The majority owner of the NBLC's St. John’s Edge says he is focused on getting a new lease deal at Mile One Centre for the team, but suggests those vacancies provide him with options should he be unable to get the agreement he says he desperately wants.
“My priority is to stay in St. John’s. I’d love to work out a lease, a long-term arrangement with the city. It’s my objective to get to that lease,” said Irwin Simon.
“We’ve had a great two years. We led the league in attendance, but we still lose money.
“With the product we put on, Cape Breton would love me to come there. Saint John, N.B., doesn’t have a team now. They’d love me to come there. There are other places.
“But we want to stay in St. John’s. It is every bit of my intention to stay there and work something out.”
"My priority is to stay in St. John’s. I’d love to work out a lease, a long-term arrangement with the city. It’s my objective to get to that lease." — Irwin Simon
Simon’s comments came after Dean MacDonald, primary owner of the ECHL’s Newfoundland Growlers, the other professional sports tenant at Mile One, blasted the City of St. John’s and St. John’s Sports and Entertainment, which runs the facility on behalf of the city, for what he says is a lease offer that calls for a 65 per cent increase in what the two sports teams would pay SJSE next season.
The city responded saying the terms of the proposal were similar to those of the agreements in place last season and urged the teams to return to negotiations, but MacDonald said he is convinced SJSE would prefer not to have the teams there.
When asked if that was the sense that he had gained during the most recent talks, Simon answered “I’m going to be diplomatic here. But if we don’t get a lease, if it doesn’t work out, I’ll have a different opinion.

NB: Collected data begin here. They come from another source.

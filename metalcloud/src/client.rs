use crate::error::Result;
use crate::id::IdOrLabel;
use crate::types::{
    Infrastructure, InstanceArray, InstanceArrayOperation, OsAsset, OsTemplate, Secret, User,
};

/// Remote procedures used by the command line client.
///
/// List calls return every record visible to the configured user. Calls taking
/// an [`IdOrLabel`] let the API resolve labels itself.
pub trait MetalCloudClient {
    fn infrastructure_get(&self, infrastructure: &IdOrLabel) -> Result<Infrastructure>;

    fn instance_arrays(&self, infrastructure_id: i64) -> Result<Vec<InstanceArray>>;
    fn instance_array_get(&self, instance_array: &IdOrLabel) -> Result<InstanceArray>;
    fn instance_array_create(
        &self,
        infrastructure_id: i64,
        instance_array: &InstanceArray,
    ) -> Result<InstanceArray>;
    fn instance_array_edit(
        &self,
        instance_array_id: i64,
        operation: &InstanceArrayOperation,
        swap_existing_instances_hardware: Option<bool>,
        keep_detaching_drives: Option<bool>,
    ) -> Result<InstanceArray>;
    fn instance_array_delete(&self, instance_array_id: i64) -> Result<()>;

    fn os_templates(&self) -> Result<Vec<OsTemplate>>;
    fn os_template_get(&self, template_id: i64, decrypt_password: bool) -> Result<OsTemplate>;
    fn os_template_create(&self, template: &OsTemplate) -> Result<OsTemplate>;
    fn os_template_update(&self, template_id: i64, template: &OsTemplate) -> Result<OsTemplate>;
    fn os_template_delete(&self, template_id: i64) -> Result<()>;
    fn os_template_make_public(&self, template_id: i64) -> Result<()>;
    fn os_template_make_private(&self, template_id: i64, user_id: i64) -> Result<()>;
    fn os_template_add_os_asset(
        &self,
        template_id: i64,
        asset_id: i64,
        path: &str,
        variables_json: &str,
    ) -> Result<()>;

    fn os_assets(&self) -> Result<Vec<OsAsset>>;
    fn os_asset_get(&self, asset_id: i64) -> Result<OsAsset>;
    fn os_asset_create(&self, asset: &OsAsset) -> Result<OsAsset>;
    fn os_asset_update(&self, asset_id: i64, asset: &OsAsset) -> Result<OsAsset>;
    fn os_asset_delete(&self, asset_id: i64) -> Result<()>;
    fn os_asset_make_public(&self, asset_id: i64) -> Result<OsAsset>;
    fn os_asset_make_private(&self, asset_id: i64, user_id: i64) -> Result<OsAsset>;

    fn secrets(&self, usage: Option<&str>) -> Result<Vec<Secret>>;
    fn secret_get(&self, secret_id: i64) -> Result<Secret>;
    fn secret_create(&self, secret: &Secret) -> Result<Secret>;
    fn secret_delete(&self, secret_id: i64) -> Result<()>;

    fn user_get(&self, user_id: i64) -> Result<User>;
    fn user_get_by_email(&self, email: &str) -> Result<User>;
}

"Go back to when there were no team and it was dark nights (at Mile One,” he added. “When the lights aren’t on, are they really saving money? And ask the George Street business people and downtown businesses about what it means there is a game at Mile One, about how important that we are there.
“Having anchor teams is very, very important. It’s no different than a mall needing anchor tenants.”

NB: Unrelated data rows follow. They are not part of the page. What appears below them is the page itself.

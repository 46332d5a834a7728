//! In-memory [`MetalCloudClient`] used by command tests

use crate::client::MetalCloudClient;
use crate::error::{ApiError, Result};
use crate::id::IdOrLabel;
use crate::types::{
    Infrastructure, InstanceArray, InstanceArrayOperation, OsAsset, OsTemplate, Secret, User,
};
use std::cell::RefCell;
use std::collections::HashMap;

/// A template to asset association recorded by the mock
#[derive(Debug, Clone, PartialEq, Eq)]
pub struct AssetLink {
    pub template_id: i64,
    pub asset_id: i64,
    pub path: String,
    pub variables_json: String,
}

/// An instance array edit recorded by the mock
#[derive(Debug, Clone, PartialEq)]
pub struct ArrayEdit {
    pub instance_array_id: i64,
    pub operation: InstanceArrayOperation,
    pub swap_existing_instances_hardware: Option<bool>,
    pub keep_detaching_drives: Option<bool>,
}

#[derive(Default)]
struct State {
    infrastructures: Vec<Infrastructure>,
    instance_arrays: Vec<InstanceArray>,
    templates: Vec<OsTemplate>,
    assets: Vec<OsAsset>,
    secrets: Vec<Secret>,
    users: Vec<User>,
    links: Vec<AssetLink>,
    edits: Vec<ArrayEdit>,
    public_templates: Vec<i64>,
    public_assets: Vec<i64>,
    private_owners: Vec<(i64, i64)>,
    next_id: i64,
}

impl State {
    fn allocate_id(&mut self) -> i64 {
        self.next_id += 1;
        self.next_id
    }
}

/// Mock API client keeping records in memory and recording every call
#[derive(Default)]
pub struct MockClient {
    state: RefCell<State>,
    calls: RefCell<Vec<String>>,
    failures: RefCell<HashMap<String, String>>,
}

impl MockClient {
    pub fn new() -> Self {
        let client = Self::default();
        client.state.borrow_mut().next_id = 1000;
        client
    }

    pub fn with_infrastructure(self, infrastructure: Infrastructure) -> Self {
        self.state.borrow_mut().infrastructures.push(infrastructure);
        self
    }

    pub fn with_instance_array(self, instance_array: InstanceArray) -> Self {
        self.state.borrow_mut().instance_arrays.push(instance_array);
        self
    }

    pub fn with_template(self, template: OsTemplate) -> Self {
        self.state.borrow_mut().templates.push(template);
        self
    }

    pub fn with_asset(self, asset: OsAsset) -> Self {
        self.state.borrow_mut().assets.push(asset);
        self
    }

    pub fn with_secret(self, secret: Secret) -> Self {
        self.state.borrow_mut().secrets.push(secret);
        self
    }

    pub fn with_user(self, user: User) -> Self {
        self.state.borrow_mut().users.push(user);
        self
    }

    /// Make every call to `method` fail with a remote error
    pub fn with_failure(self, method: &str, message: &str) -> Self {
        self.failures
            .borrow_mut()
            .insert(method.to_string(), message.to_string());
        self
    }

    /// Names of the remote procedures called so far, in order
    pub fn calls(&self) -> Vec<String> {
        self.calls.borrow().clone()
    }

    pub fn was_called(&self, method: &str) -> bool {
        self.calls.borrow().iter().any(|c| c == method)
    }

    pub fn call_count(&self, method: &str) -> usize {
        self.calls.borrow().iter().filter(|c| *c == method).count()
    }

    pub fn instance_array_records(&self) -> Vec<InstanceArray> {
        self.state.borrow().instance_arrays.clone()
    }

    pub fn template_records(&self) -> Vec<OsTemplate> {
        self.state.borrow().templates.clone()
    }

    pub fn asset_records(&self) -> Vec<OsAsset> {
        self.state.borrow().assets.clone()
    }

    pub fn secret_records(&self) -> Vec<Secret> {
        self.state.borrow().secrets.clone()
    }

    pub fn asset_links(&self) -> Vec<AssetLink> {
        self.state.borrow().links.clone()
    }

    pub fn array_edits(&self) -> Vec<ArrayEdit> {
        self.state.borrow().edits.clone()
    }

    pub fn public_templates(&self) -> Vec<i64> {
        self.state.borrow().public_templates.clone()
    }

    pub fn public_assets(&self) -> Vec<i64> {
        self.state.borrow().public_assets.clone()
    }

    /// `(record_id, owner_user_id)` pairs set through make-private calls
    pub fn private_owners(&self) -> Vec<(i64, i64)> {
        self.state.borrow().private_owners.clone()
    }

    fn record(&self, method: &str) -> Result<()> {
        self.calls.borrow_mut().push(method.to_string());
        match self.failures.borrow().get(method) {
            Some(message) => Err(ApiError::Remote {
                method: method.to_string(),
                code: -1,
                message: message.clone(),
            }),
            None => Ok(()),
        }
    }
}

fn matches(reference: &IdOrLabel, id: i64, label: &str) -> bool {
    match reference {
        IdOrLabel::Id(wanted) => *wanted == id,
        IdOrLabel::Label(wanted) => wanted == label,
    }
}

impl MetalCloudClient for MockClient {
    fn infrastructure_get(&self, infrastructure: &IdOrLabel) -> Result<Infrastructure> {
        self.record("infrastructure_get")?;
        self.state
            .borrow()
            .infrastructures
            .iter()
            .find(|i| matches(infrastructure, i.infrastructure_id, &i.infrastructure_label))
            .cloned()
            .ok_or_else(|| ApiError::not_found("Infrastructure", infrastructure))
    }

    fn instance_arrays(&self, infrastructure_id: i64) -> Result<Vec<InstanceArray>> {
        self.record("instance_arrays")?;
        Ok(self
            .state
            .borrow()
            .instance_arrays
            .iter()
            .filter(|ia| ia.infrastructure_id == infrastructure_id)
            .cloned()
            .collect())
    }

    fn instance_array_get(&self, instance_array: &IdOrLabel) -> Result<InstanceArray> {
        self.record("instance_array_get")?;
        self.state
            .borrow()
            .instance_arrays
            .iter()
            .find(|ia| {
                matches(
                    instance_array,
                    ia.instance_array_id,
                    &ia.instance_array_label,
                )
            })
            .cloned()
            .ok_or_else(|| ApiError::not_found("Instance array", instance_array))
    }

    fn instance_array_create(
        &self,
        infrastructure_id: i64,
        instance_array: &InstanceArray,
    ) -> Result<InstanceArray> {
        self.record("instance_array_create")?;
        let mut state = self.state.borrow_mut();
        let mut created = instance_array.clone();
        created.instance_array_id = state.allocate_id();
        created.infrastructure_id = infrastructure_id;
        created.instance_array_service_status = "ordered".to_string();
        state.instance_arrays.push(created.clone());
        Ok(created)
    }

    fn instance_array_edit(
        &self,
        instance_array_id: i64,
        operation: &InstanceArrayOperation,
        swap_existing_instances_hardware: Option<bool>,
        keep_detaching_drives: Option<bool>,
    ) -> Result<InstanceArray> {
        self.record("instance_array_edit")?;
        let mut state = self.state.borrow_mut();
        state.edits.push(ArrayEdit {
            instance_array_id,
            operation: operation.clone(),
            swap_existing_instances_hardware,
            keep_detaching_drives,
        });
        let ia = state
            .instance_arrays
            .iter_mut()
            .find(|ia| ia.instance_array_id == instance_array_id)
            .ok_or_else(|| ApiError::not_found("Instance array", instance_array_id))?;
        ia.instance_array_operation = Some(operation.clone());
        Ok(ia.clone())
    }

    fn instance_array_delete(&self, instance_array_id: i64) -> Result<()> {
        self.record("instance_array_delete")?;
        self.state
            .borrow_mut()
            .instance_arrays
            .retain(|ia| ia.instance_array_id != instance_array_id);
        Ok(())
    }

    fn os_templates(&self) -> Result<Vec<OsTemplate>> {
        self.record("os_templates")?;
        Ok(self.state.borrow().templates.clone())
    }

    fn os_template_get(&self, template_id: i64, decrypt_password: bool) -> Result<OsTemplate> {
        self.record("os_template_get")?;
        let mut template = self
            .state
            .borrow()
            .templates
            .iter()
            .find(|t| t.volume_template_id == template_id)
            .cloned()
            .ok_or_else(|| ApiError::not_found("Template", template_id))?;
        if !decrypt_password {
            if let Some(credentials) = template.os_template_credentials.as_mut() {
                credentials.os_template_initial_password = None;
            }
        }
        Ok(template)
    }

    fn os_template_create(&self, template: &OsTemplate) -> Result<OsTemplate> {
        self.record("os_template_create")?;
        let mut state = self.state.borrow_mut();
        let mut created = template.clone();
        created.volume_template_id = state.allocate_id();
        state.templates.push(created.clone());
        Ok(created)
    }

    fn os_template_update(&self, template_id: i64, template: &OsTemplate) -> Result<OsTemplate> {
        self.record("os_template_update")?;
        let mut state = self.state.borrow_mut();
        let existing = state
            .templates
            .iter_mut()
            .find(|t| t.volume_template_id == template_id)
            .ok_or_else(|| ApiError::not_found("Template", template_id))?;
        *existing = template.clone();
        existing.volume_template_id = template_id;
        Ok(existing.clone())
    }

    fn os_template_delete(&self, template_id: i64) -> Result<()> {
        self.record("os_template_delete")?;
        self.state
            .borrow_mut()
            .templates
            .retain(|t| t.volume_template_id != template_id);
        Ok(())
    }

    fn os_template_make_public(&self, template_id: i64) -> Result<()> {
        self.record("os_template_make_public")?;
        self.state.borrow_mut().public_templates.push(template_id);
        Ok(())
    }

    fn os_template_make_private(&self, template_id: i64, user_id: i64) -> Result<()> {
        self.record("os_template_make_private")?;
        self.state
            .borrow_mut()
            .private_owners
            .push((template_id, user_id));
        Ok(())
    }

    fn os_template_add_os_asset(
        &self,
        template_id: i64,
        asset_id: i64,
        path: &str,
        variables_json: &str,
    ) -> Result<()> {
        self.record("os_template_add_os_asset")?;
        self.state.borrow_mut().links.push(AssetLink {
            template_id,
            asset_id,
            path: path.to_string(),
            variables_json: variables_json.to_string(),
        });
        Ok(())
    }

    fn os_assets(&self) -> Result<Vec<OsAsset>> {
        self.record("os_assets")?;
        Ok(self.state.borrow().assets.clone())
    }

    fn os_asset_get(&self, asset_id: i64) -> Result<OsAsset> {
        self.record("os_asset_get")?;
        self.state
            .borrow()
            .assets
            .iter()
            .find(|a| a.os_asset_id == asset_id)
            .cloned()
            .ok_or_else(|| ApiError::not_found("OS asset", asset_id))
    }

    fn os_asset_create(&self, asset: &OsAsset) -> Result<OsAsset> {
        self.record("os_asset_create")?;
        let mut state = self.state.borrow_mut();
        let mut created = asset.clone();
        created.os_asset_id = state.allocate_id();
        state.assets.push(created.clone());
        Ok(created)
    }

    fn os_asset_update(&self, asset_id: i64, asset: &OsAsset) -> Result<OsAsset> {
        self.record("os_asset_update")?;
        let mut state = self.state.borrow_mut();
        let existing = state
            .assets
            .iter_mut()
            .find(|a| a.os_asset_id == asset_id)
            .ok_or_else(|| ApiError::not_found("OS asset", asset_id))?;
        *existing = asset.clone();
        existing.os_asset_id = asset_id;
        Ok(existing.clone())
    }

    fn os_asset_delete(&self, asset_id: i64) -> Result<()> {
        self.record("os_asset_delete")?;
        self.state
            .borrow_mut()
            .assets
            .retain(|a| a.os_asset_id != asset_id);
        Ok(())
    }

    fn os_asset_make_public(&self, asset_id: i64) -> Result<OsAsset> {
        self.record("os_asset_make_public")?;
        self.state.borrow_mut().public_assets.push(asset_id);
        self.os_asset_get(asset_id)
    }

    fn os_asset_make_private(&self, asset_id: i64, user_id: i64) -> Result<OsAsset> {
        self.record("os_asset_make_private")?;
        self.state.borrow_mut().private_owners.push((asset_id, user_id));
        self.os_asset_get(asset_id)
    }

    fn secrets(&self, usage: Option<&str>) -> Result<Vec<Secret>> {
        self.record("secrets")?;
        Ok(self
            .state
            .borrow()
            .secrets
            .iter()
            .filter(|s| usage.is_none_or(|u| u.is_empty() || s.secret_usage == u))
            .cloned()
            .collect())
    }

    fn secret_get(&self, secret_id: i64) -> Result<Secret> {
        self.record("secret_get")?;
        self.state
            .borrow()
            .secrets
            .iter()
            .find(|s| s.secret_id == secret_id)
            .cloned()
            .ok_or_else(|| ApiError::not_found("Secret", secret_id))
    }

    fn secret_create(&self, secret: &Secret) -> Result<Secret> {
        self.record("secret_create")?;
        let mut state = self.state.borrow_mut();
        let mut created = secret.clone();
        created.secret_id = state.allocate_id();
        state.secrets.push(created.clone());
        Ok(created)
    }

    fn secret_delete(&self, secret_id: i64) -> Result<()> {
        self.record("secret_delete")?;
        self.state
            .borrow_mut()
            .secrets
            .retain(|s| s.secret_id != secret_id);
        Ok(())
    }

    fn user_get(&self, user_id: i64) -> Result<User> {
        self.record("user_get")?;
        self.state
            .borrow()
            .users
            .iter()
            .find(|u| u.user_id == user_id)
            .cloned()
            .ok_or_else(|| ApiError::not_found("User", user_id))
    }

    fn user_get_by_email(&self, email: &str) -> Result<User> {
        self.record("user_get_by_email")?;
        self.state
            .borrow()
            .users
            .iter()
            .find(|u| u.user_email == email)
            .cloned()
            .ok_or_else(|| ApiError::not_found("User", email))
    }
}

“Every night, you know you’re going to get anywhere from 3,000 to 3,800 at our games, sometimes more. It’s got to be important they can count on attendance like that.”
Just a few months ago, the expectation was that the Edge and Growlers would take over management of Mile One, a plan outlined in a memorandum of understanding (MOU) between the city/SJSE and the teams. But the city announced earlier this summer that it would be no longer pursuing that option.

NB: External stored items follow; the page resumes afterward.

//! Records exchanged with the API. Field names follow the wire format.

use serde::{Deserialize, Serialize};

#[derive(Debug, Clone, Default, PartialEq, Serialize, Deserialize)]
#[serde(default)]
pub struct Infrastructure {
    pub infrastructure_id: i64,
    pub infrastructure_label: String,
    pub user_id_owner: i64,
}

#[derive(Debug, Clone, Default, PartialEq, Serialize, Deserialize)]
#[serde(default)]
pub struct InstanceArray {
    pub instance_array_id: i64,
    pub infrastructure_id: i64,
    pub instance_array_label: String,
    pub instance_array_instance_count: i64,
    pub instance_array_ram_gbytes: i64,
    pub instance_array_processor_count: i64,
    pub instance_array_processor_core_mhz: i64,
    pub instance_array_processor_core_count: i64,
    pub instance_array_disk_count: i64,
    pub instance_array_disk_size_mbytes: i64,
    pub instance_array_boot_method: String,
    pub instance_array_firewall_managed: bool,
    pub instance_array_service_status: String,
    #[serde(skip_serializing_if = "Option::is_none")]
    pub volume_template_id: Option<i64>,
    #[serde(skip_serializing_if = "Option::is_none")]
    pub instance_array_operation: Option<InstanceArrayOperation>,
}

impl InstanceArray {
    /// Pending operation of the array, or one seeded from its current state
    pub fn operation_or_current(&self) -> InstanceArrayOperation {
        self.instance_array_operation
            .clone()
            .unwrap_or_else(|| InstanceArrayOperation::from(self))
    }
}

/// Pending change set of an instance array
#[derive(Debug, Clone, Default, PartialEq, Serialize, Deserialize)]
#[serde(default)]
pub struct InstanceArrayOperation {
    pub instance_array_id: i64,
    pub instance_array_label: String,
    pub instance_array_instance_count: i64,
    pub instance_array_ram_gbytes: i64,
    pub instance_array_processor_count: i64,
    pub instance_array_processor_core_mhz: i64,
    pub instance_array_processor_core_count: i64,
    pub instance_array_disk_count: i64,
    pub instance_array_disk_size_mbytes: i64,
    pub instance_array_boot_method: String,
    pub instance_array_firewall_managed: bool,
    #[serde(skip_serializing_if = "Option::is_none")]
    pub volume_template_id: Option<i64>,
    pub instance_array_deploy_type: String,
    pub instance_array_deploy_status: String,
    pub instance_array_change_id: i64,
}

impl From<&InstanceArray> for InstanceArrayOperation {
    fn from(ia: &InstanceArray) -> Self {
        Self {
            instance_array_id: ia.instance_array_id,
            instance_array_label: ia.instance_array_label.clone(),
            instance_array_instance_count: ia.instance_array_instance_count,
            instance_array_ram_gbytes: ia.instance_array_ram_gbytes,
            instance_array_processor_count: ia.instance_array_processor_count,
            instance_array_processor_core_mhz: ia.instance_array_processor_core_mhz,
            instance_array_processor_core_count: ia.instance_array_processor_core_count,
            instance_array_disk_count: ia.instance_array_disk_count,
            instance_array_disk_size_mbytes: ia.instance_array_disk_size_mbytes,
            instance_array_boot_method: ia.instance_array_boot_method.clone(),
            instance_array_firewall_managed: ia.instance_array_firewall_managed,
            volume_template_id: ia.volume_template_id,
            ..Default::default()
        }
    }
}

#[derive(Debug, Clone, Default, PartialEq, Serialize, Deserialize)]
#[serde(default)]
pub struct OperatingSystem {
    pub operating_system_type: String,
    pub operating_system_version: String,
    pub operating_system_architecture: String,
}

impl OperatingSystem {
    /// One-line description such as `Ubuntu 22.04 x86_64`
    pub fn summary(&self) -> String {
        format!(
            "{} {} {}",
            self.operating_system_type,
            self.operating_system_version,
            self.operating_system_architecture
        )
    }
}

#[derive(Debug, Clone, Default, PartialEq, Serialize, Deserialize)]
#[serde(default)]
pub struct OsTemplateCredentials {
    pub os_template_initial_user: String,
    #[serde(skip_serializing_if = "Option::is_none")]
    pub os_template_initial_password: Option<String>,
    pub os_template_initial_ssh_port: i64,
    pub os_template_change_password_after_deploy: bool,
    pub os_template_use_autogenerated_initial_password: bool,
}

#[derive(Debug, Clone, Default, PartialEq, Serialize, Deserialize)]
#[serde(default)]
pub struct OsTemplate {
    pub volume_template_id: i64,
    pub volume_template_label: String,
    pub volume_template_display_name: String,
    pub volume_template_description: String,
    pub volume_template_size_mbytes: i64,
    pub volume_template_local_disk_supported: bool,
    pub volume_template_is_os_template: bool,
    pub volume_template_boot_methods_supported: String,
    pub volume_template_boot_type: String,
    pub volume_template_repo_url: String,
    #[serde(skip_serializing_if = "Option::is_none")]
    pub volume_template_operating_system: Option<OperatingSystem>,
    #[serde(skip_serializing_if = "Option::is_none")]
    pub os_template_credentials: Option<OsTemplateCredentials>,
    pub os_asset_id_bootloader_local_install: i64,
    pub os_asset_id_bootloader_os_boot: i64,
    pub user_id: i64,
    pub volume_template_created_timestamp: String,
    pub volume_template_updated_timestamp: String,
}

#[derive(Debug, Clone, Default, PartialEq, Serialize, Deserialize)]
#[serde(default)]
pub struct OsAsset {
    pub os_asset_id: i64,
    pub os_asset_filename: String,
    pub os_asset_file_size_bytes: i64,
    pub os_asset_file_mime: String,
    pub os_asset_template_type: String,
    pub os_asset_usage: String,
    pub os_asset_source_url: String,
    #[serde(skip_serializing_if = "Option::is_none")]
    pub os_asset_contents_base64: Option<String>,
    pub user_id_owner: i64,
    pub os_asset_created_timestamp: String,
    pub os_asset_updated_timestamp: String,
}

#[derive(Debug, Clone, Default, PartialEq, Serialize, Deserialize)]
#[serde(default)]
pub struct Secret {
    pub secret_id: i64,
    pub user_id_owner: i64,
    pub secret_name: String,
    pub secret_usage: String,
    #[serde(skip_serializing_if = "Option::is_none")]
    pub secret_base64: Option<String>,
    pub secret_created_timestamp: String,
    pub secret_updated_timestamp: String,
}

#[derive(Debug, Clone, Default, PartialEq, Serialize, Deserialize)]
#[serde(default)]
pub struct User {
    pub user_id: i64,
    pub user_email: String,
    pub user_display_name: String,
}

“I think there is some confusion that if there is no MOU, where do we go?’ suggested Simon.
“But I think it’s clear that not having these sports teams there wouldn’t be a good thing.”
Simon said he expects the 2019-20 NBL Canada season to begin late November or early December and he agreed the Edge, who have not yet signed any players or hired a permanent coach, “had a lot of work to do,” to ready themselves for a new campaign. However, he made it clear that he was less inclined to engage in such preparatory work without the lease agreement guaranteeing him that he would have a place to play in St. John’s.
Whatever happens, he says he is determined to remain part of the NBL Canada, which he says can be successful despite its recent woes.
“The league is going to come back solid,” he said. “There is demand for a Montreal team and Ottawa team.
“If it is not St. John’s, there are absolutely other options for us,” added Simon, a Glace Bay, N.S., native who is also owner of the Cape Breton Eagles of the Quebec Major Junior Hockey League.
“It would be very easy for me to pick up and go to Cape Breton and use one infrastructure (for both the Eagles and basketball team). And I’d be welcomed with open arms.
“But I’ll say it one more time. That’s not what I’m trying to do. That’s not what I want to do. What I want is to stay in St. John’s.”